[Source records]
• • • • • • •

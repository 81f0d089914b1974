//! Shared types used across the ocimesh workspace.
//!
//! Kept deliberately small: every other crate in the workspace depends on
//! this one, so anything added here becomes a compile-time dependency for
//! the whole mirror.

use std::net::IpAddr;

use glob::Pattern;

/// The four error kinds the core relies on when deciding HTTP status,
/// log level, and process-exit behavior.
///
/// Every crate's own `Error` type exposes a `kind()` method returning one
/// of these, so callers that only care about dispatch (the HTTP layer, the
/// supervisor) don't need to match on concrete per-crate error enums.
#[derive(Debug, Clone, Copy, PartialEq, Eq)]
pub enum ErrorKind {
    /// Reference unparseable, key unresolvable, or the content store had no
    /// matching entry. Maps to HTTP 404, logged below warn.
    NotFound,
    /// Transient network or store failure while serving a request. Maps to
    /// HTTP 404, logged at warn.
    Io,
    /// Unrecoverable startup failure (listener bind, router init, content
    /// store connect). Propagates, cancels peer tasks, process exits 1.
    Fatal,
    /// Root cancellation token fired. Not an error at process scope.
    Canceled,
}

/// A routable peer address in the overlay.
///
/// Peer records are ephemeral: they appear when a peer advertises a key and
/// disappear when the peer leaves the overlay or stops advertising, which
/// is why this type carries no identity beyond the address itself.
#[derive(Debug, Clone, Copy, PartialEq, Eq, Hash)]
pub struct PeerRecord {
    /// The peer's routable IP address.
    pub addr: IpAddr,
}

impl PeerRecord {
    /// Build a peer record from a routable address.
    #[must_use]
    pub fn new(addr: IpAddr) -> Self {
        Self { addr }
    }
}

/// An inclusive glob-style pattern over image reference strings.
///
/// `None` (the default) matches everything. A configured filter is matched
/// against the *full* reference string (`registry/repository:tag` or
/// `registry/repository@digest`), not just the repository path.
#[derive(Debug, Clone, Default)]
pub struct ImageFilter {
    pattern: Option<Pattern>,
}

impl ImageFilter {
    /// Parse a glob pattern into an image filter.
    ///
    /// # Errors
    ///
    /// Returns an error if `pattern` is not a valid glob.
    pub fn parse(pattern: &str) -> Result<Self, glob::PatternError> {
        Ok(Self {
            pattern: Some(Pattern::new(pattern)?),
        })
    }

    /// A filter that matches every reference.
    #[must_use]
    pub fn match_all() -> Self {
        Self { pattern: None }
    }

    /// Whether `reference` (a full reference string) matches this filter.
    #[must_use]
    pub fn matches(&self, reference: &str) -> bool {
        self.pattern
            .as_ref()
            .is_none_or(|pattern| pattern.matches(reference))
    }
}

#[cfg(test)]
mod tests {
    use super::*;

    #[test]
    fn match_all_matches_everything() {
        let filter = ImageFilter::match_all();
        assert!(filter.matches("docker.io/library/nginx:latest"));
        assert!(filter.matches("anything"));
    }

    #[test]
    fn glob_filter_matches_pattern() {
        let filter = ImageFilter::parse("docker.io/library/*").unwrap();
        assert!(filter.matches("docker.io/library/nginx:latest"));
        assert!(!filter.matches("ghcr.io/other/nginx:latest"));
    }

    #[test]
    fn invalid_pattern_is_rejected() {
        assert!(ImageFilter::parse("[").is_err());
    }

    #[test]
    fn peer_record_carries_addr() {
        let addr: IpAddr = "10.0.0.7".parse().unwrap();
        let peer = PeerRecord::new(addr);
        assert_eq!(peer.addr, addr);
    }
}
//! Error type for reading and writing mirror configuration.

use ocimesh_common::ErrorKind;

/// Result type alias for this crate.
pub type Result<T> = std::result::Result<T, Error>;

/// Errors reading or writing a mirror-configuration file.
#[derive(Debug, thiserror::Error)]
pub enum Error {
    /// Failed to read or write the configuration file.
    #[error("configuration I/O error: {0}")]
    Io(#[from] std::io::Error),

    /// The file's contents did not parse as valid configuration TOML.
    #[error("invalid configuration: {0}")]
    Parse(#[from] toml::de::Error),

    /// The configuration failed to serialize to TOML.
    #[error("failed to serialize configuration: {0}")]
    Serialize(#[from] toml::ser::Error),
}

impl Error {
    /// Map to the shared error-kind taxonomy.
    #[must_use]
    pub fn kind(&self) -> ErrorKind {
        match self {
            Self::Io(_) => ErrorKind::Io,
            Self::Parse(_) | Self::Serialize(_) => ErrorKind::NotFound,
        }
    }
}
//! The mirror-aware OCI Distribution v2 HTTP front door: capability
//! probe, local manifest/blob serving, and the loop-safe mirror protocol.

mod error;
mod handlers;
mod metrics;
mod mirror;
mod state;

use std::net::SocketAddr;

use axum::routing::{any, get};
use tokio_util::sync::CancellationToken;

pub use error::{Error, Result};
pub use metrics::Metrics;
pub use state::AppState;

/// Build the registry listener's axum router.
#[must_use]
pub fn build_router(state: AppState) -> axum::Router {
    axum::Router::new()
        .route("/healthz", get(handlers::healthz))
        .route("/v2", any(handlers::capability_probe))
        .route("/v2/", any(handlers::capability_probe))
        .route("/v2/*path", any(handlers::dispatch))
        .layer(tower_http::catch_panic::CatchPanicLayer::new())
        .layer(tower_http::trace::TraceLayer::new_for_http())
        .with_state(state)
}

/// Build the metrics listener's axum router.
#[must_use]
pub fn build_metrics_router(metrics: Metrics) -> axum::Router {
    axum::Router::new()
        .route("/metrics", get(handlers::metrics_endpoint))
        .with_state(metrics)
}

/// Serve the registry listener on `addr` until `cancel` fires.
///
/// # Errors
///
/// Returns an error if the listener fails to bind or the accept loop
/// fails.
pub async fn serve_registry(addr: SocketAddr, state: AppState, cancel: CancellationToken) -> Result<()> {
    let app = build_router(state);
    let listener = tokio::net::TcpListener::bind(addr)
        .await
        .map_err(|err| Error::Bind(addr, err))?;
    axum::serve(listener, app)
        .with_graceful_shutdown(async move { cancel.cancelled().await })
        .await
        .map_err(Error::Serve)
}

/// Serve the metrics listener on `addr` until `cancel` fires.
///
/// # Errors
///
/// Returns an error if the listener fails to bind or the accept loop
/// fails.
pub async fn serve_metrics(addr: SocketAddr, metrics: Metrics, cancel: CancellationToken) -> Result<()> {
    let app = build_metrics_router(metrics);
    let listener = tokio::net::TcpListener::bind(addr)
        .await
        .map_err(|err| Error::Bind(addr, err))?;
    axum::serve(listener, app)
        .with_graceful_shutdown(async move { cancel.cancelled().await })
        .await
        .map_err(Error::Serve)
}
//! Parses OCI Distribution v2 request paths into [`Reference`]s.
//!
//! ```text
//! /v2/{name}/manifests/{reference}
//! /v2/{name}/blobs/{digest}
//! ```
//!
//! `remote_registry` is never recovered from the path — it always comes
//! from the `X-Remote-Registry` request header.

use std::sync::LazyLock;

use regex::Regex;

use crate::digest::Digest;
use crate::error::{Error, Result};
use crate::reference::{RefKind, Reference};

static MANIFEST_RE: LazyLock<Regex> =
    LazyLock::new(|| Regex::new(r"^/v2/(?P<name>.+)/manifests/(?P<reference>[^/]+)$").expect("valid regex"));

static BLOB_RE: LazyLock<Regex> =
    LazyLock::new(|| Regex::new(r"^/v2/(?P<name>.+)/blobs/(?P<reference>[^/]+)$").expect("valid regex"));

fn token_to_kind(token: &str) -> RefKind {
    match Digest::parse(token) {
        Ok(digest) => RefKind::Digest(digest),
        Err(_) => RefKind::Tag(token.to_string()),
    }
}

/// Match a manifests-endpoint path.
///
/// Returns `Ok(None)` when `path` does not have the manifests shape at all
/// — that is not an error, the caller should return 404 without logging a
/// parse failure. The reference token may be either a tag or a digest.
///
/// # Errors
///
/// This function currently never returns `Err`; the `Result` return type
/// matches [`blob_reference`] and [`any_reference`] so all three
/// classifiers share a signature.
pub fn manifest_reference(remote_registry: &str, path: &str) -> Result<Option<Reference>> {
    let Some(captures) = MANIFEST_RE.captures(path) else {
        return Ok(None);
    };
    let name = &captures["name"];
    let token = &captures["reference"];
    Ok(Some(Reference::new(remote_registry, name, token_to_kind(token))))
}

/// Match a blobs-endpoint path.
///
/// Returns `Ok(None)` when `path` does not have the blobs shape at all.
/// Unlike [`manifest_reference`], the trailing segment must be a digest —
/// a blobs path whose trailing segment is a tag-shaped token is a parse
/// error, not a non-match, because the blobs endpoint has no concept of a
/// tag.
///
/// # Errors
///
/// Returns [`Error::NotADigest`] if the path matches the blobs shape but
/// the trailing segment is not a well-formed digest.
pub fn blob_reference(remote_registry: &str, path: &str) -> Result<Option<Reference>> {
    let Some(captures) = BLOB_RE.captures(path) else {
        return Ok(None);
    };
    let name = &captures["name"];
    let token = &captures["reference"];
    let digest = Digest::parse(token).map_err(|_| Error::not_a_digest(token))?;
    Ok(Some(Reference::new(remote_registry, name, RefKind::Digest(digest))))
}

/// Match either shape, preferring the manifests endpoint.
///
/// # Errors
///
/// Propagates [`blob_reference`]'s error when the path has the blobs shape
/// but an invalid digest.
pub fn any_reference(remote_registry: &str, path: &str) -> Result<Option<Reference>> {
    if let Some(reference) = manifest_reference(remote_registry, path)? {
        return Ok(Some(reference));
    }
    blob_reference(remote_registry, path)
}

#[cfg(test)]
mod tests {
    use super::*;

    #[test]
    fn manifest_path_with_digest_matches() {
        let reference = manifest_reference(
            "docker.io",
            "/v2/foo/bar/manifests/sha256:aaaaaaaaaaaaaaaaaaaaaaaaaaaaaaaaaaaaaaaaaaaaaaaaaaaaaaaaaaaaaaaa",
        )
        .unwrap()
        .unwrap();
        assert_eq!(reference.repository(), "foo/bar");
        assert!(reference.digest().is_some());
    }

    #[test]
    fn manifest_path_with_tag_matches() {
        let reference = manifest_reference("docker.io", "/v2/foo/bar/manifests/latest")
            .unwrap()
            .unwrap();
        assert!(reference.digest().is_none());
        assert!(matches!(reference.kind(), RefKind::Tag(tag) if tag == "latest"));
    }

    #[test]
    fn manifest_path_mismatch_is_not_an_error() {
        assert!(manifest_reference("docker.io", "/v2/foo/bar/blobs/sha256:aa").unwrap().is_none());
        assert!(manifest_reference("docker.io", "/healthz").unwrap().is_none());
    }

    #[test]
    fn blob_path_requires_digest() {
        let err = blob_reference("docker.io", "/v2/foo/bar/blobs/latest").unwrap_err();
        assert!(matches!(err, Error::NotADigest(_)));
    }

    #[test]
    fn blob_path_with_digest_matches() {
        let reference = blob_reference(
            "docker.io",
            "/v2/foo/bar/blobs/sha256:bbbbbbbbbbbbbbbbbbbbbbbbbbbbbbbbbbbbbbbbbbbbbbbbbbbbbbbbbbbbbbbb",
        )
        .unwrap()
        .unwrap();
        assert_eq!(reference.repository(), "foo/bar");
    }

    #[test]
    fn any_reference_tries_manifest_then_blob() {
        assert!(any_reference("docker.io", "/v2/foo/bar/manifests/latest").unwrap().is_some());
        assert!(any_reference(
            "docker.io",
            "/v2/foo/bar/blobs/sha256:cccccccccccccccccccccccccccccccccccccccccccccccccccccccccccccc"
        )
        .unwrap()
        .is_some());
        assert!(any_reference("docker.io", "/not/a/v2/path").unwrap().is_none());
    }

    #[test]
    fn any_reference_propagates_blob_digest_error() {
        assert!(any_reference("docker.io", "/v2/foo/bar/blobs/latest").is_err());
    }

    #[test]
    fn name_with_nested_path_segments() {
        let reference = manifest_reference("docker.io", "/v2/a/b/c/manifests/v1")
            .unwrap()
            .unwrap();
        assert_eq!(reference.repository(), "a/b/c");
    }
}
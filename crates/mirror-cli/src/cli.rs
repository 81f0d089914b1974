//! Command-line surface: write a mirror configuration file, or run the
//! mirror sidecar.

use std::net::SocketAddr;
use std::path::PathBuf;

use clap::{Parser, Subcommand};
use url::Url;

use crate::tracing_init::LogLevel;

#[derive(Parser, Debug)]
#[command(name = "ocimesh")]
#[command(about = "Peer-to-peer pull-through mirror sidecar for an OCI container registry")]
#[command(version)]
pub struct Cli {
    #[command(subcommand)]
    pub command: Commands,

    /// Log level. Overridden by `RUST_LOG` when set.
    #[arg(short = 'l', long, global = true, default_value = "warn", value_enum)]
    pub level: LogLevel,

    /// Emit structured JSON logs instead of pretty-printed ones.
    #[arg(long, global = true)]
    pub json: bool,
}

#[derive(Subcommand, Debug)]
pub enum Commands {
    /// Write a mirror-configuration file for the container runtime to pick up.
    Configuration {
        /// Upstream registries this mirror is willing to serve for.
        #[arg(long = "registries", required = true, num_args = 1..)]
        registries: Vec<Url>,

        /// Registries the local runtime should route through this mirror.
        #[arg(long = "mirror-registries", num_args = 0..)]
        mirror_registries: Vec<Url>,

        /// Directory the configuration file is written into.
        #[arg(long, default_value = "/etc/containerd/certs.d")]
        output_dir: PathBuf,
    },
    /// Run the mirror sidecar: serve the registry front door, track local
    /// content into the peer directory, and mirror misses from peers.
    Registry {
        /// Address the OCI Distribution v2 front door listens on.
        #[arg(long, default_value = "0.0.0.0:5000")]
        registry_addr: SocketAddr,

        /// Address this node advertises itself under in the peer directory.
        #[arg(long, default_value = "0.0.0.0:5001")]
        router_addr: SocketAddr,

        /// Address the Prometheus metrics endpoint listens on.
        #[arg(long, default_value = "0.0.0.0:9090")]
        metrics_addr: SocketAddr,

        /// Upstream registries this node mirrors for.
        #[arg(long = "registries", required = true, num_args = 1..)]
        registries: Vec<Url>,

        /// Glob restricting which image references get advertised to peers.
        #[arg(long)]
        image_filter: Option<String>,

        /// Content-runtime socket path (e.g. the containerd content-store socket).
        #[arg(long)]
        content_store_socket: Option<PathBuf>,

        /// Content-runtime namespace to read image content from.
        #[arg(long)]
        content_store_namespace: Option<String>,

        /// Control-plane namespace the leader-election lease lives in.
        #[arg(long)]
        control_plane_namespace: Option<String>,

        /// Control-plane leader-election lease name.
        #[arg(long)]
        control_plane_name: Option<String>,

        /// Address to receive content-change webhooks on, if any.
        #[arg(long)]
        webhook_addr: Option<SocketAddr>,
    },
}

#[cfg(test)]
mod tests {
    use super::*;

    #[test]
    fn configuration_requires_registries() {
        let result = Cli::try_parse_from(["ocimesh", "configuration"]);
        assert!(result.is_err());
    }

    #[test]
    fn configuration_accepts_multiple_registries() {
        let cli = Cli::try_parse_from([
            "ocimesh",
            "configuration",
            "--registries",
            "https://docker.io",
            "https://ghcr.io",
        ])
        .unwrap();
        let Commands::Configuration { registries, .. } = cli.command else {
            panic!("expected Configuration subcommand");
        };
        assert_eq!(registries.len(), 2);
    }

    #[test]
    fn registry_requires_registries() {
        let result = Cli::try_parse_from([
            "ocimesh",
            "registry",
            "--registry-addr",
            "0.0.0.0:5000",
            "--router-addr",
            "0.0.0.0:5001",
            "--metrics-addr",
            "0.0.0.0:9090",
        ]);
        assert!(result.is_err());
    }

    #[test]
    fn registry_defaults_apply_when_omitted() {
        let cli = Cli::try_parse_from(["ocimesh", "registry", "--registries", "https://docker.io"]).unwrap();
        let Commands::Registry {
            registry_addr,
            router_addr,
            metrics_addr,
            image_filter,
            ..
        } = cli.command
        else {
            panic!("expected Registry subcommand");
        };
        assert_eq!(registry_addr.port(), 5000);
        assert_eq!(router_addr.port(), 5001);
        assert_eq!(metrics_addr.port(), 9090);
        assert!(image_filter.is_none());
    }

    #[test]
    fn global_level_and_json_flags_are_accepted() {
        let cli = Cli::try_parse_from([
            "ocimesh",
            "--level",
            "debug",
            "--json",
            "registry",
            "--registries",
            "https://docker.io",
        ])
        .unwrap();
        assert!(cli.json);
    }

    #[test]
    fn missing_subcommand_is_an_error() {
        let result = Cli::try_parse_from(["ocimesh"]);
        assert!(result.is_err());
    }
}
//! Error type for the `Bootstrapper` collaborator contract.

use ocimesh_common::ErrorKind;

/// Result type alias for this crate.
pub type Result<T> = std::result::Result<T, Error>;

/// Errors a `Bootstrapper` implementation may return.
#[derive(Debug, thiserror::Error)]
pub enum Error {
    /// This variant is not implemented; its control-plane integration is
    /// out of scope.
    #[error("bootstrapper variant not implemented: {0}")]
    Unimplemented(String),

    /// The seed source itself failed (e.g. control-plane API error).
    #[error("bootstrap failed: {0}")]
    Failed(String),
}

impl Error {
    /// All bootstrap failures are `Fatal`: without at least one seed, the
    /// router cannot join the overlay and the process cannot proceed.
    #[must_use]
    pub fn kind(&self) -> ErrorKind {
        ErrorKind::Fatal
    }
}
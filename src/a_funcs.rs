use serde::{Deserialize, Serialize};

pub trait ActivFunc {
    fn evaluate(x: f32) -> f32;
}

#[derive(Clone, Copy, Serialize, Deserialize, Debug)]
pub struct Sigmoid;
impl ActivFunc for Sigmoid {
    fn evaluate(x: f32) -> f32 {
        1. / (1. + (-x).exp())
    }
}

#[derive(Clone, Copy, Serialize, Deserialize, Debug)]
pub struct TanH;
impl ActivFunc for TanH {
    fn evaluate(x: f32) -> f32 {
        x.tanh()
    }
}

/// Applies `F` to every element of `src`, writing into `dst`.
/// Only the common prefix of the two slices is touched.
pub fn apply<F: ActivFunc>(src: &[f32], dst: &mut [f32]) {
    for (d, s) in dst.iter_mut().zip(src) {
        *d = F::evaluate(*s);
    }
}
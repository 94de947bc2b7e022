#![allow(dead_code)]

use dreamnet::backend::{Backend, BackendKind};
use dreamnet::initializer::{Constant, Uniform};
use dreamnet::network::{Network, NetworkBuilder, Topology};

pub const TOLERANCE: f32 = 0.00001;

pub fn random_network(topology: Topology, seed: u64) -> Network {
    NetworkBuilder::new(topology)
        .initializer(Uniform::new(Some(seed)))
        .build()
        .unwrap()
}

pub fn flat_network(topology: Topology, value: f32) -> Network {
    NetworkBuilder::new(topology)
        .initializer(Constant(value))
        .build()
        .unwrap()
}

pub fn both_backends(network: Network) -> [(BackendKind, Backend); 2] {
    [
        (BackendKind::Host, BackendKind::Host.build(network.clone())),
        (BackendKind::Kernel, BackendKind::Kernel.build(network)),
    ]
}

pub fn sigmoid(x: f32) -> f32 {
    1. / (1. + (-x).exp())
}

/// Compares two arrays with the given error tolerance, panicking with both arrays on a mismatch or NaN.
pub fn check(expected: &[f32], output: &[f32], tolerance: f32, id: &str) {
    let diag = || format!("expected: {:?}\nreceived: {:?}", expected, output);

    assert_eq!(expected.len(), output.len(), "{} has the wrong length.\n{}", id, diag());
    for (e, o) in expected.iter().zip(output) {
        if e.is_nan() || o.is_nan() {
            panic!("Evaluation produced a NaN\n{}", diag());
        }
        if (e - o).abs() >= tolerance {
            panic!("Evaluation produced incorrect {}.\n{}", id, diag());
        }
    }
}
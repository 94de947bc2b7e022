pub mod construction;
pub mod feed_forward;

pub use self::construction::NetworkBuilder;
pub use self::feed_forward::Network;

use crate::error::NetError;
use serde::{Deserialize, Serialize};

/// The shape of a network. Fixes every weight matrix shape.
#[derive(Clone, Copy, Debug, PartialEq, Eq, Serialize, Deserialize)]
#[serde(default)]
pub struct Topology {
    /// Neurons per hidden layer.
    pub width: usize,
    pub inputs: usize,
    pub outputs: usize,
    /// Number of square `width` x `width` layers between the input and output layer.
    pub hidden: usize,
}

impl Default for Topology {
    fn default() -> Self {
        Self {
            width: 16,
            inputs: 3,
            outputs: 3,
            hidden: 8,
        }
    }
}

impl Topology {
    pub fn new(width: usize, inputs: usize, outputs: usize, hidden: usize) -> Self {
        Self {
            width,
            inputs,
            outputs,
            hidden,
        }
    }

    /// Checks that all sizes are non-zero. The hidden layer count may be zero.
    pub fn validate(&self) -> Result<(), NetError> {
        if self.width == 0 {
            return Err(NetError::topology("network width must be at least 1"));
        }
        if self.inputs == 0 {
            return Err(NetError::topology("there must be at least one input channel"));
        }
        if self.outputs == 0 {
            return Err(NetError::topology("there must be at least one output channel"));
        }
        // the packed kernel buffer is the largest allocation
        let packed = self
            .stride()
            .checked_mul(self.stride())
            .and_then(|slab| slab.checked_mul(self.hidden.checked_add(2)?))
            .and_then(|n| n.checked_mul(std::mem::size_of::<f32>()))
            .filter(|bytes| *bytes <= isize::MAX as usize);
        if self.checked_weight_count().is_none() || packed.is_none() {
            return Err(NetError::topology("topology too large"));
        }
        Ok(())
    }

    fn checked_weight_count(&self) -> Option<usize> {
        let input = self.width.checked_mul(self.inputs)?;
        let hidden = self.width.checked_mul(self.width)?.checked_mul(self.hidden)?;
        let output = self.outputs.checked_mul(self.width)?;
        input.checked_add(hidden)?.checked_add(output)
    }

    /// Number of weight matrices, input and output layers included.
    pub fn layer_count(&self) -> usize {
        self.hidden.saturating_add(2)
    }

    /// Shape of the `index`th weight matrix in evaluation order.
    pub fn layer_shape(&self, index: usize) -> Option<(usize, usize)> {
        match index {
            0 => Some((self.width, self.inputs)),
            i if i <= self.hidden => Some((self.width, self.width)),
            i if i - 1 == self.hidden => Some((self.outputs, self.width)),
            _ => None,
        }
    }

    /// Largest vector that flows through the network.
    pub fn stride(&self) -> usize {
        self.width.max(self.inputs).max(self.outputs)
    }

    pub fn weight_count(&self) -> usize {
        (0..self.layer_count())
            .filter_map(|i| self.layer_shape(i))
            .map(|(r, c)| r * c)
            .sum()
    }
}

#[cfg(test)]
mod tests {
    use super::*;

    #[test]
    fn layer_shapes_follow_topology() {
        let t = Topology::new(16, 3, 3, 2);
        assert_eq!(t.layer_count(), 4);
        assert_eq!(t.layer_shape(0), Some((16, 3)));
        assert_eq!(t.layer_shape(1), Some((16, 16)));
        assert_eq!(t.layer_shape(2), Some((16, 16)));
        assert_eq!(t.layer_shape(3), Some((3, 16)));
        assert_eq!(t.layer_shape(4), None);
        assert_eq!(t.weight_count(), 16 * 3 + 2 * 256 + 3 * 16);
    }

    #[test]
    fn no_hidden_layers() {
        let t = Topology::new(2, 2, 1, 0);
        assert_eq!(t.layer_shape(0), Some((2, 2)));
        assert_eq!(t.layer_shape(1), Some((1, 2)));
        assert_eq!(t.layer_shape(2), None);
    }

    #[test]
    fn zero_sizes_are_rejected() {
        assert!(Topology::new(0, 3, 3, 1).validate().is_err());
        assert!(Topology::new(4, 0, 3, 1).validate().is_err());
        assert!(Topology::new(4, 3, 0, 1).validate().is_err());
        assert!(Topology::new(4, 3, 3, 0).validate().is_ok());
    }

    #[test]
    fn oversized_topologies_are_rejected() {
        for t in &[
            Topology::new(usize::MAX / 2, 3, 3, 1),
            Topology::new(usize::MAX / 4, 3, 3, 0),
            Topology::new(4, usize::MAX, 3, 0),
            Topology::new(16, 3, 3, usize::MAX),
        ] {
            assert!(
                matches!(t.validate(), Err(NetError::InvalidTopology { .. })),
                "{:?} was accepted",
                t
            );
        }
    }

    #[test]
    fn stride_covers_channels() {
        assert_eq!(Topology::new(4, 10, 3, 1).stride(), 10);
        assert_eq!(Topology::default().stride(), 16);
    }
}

• • • • • • •

Scan the preceding records for lines with the word "into". Say how many there are and nothing else.

5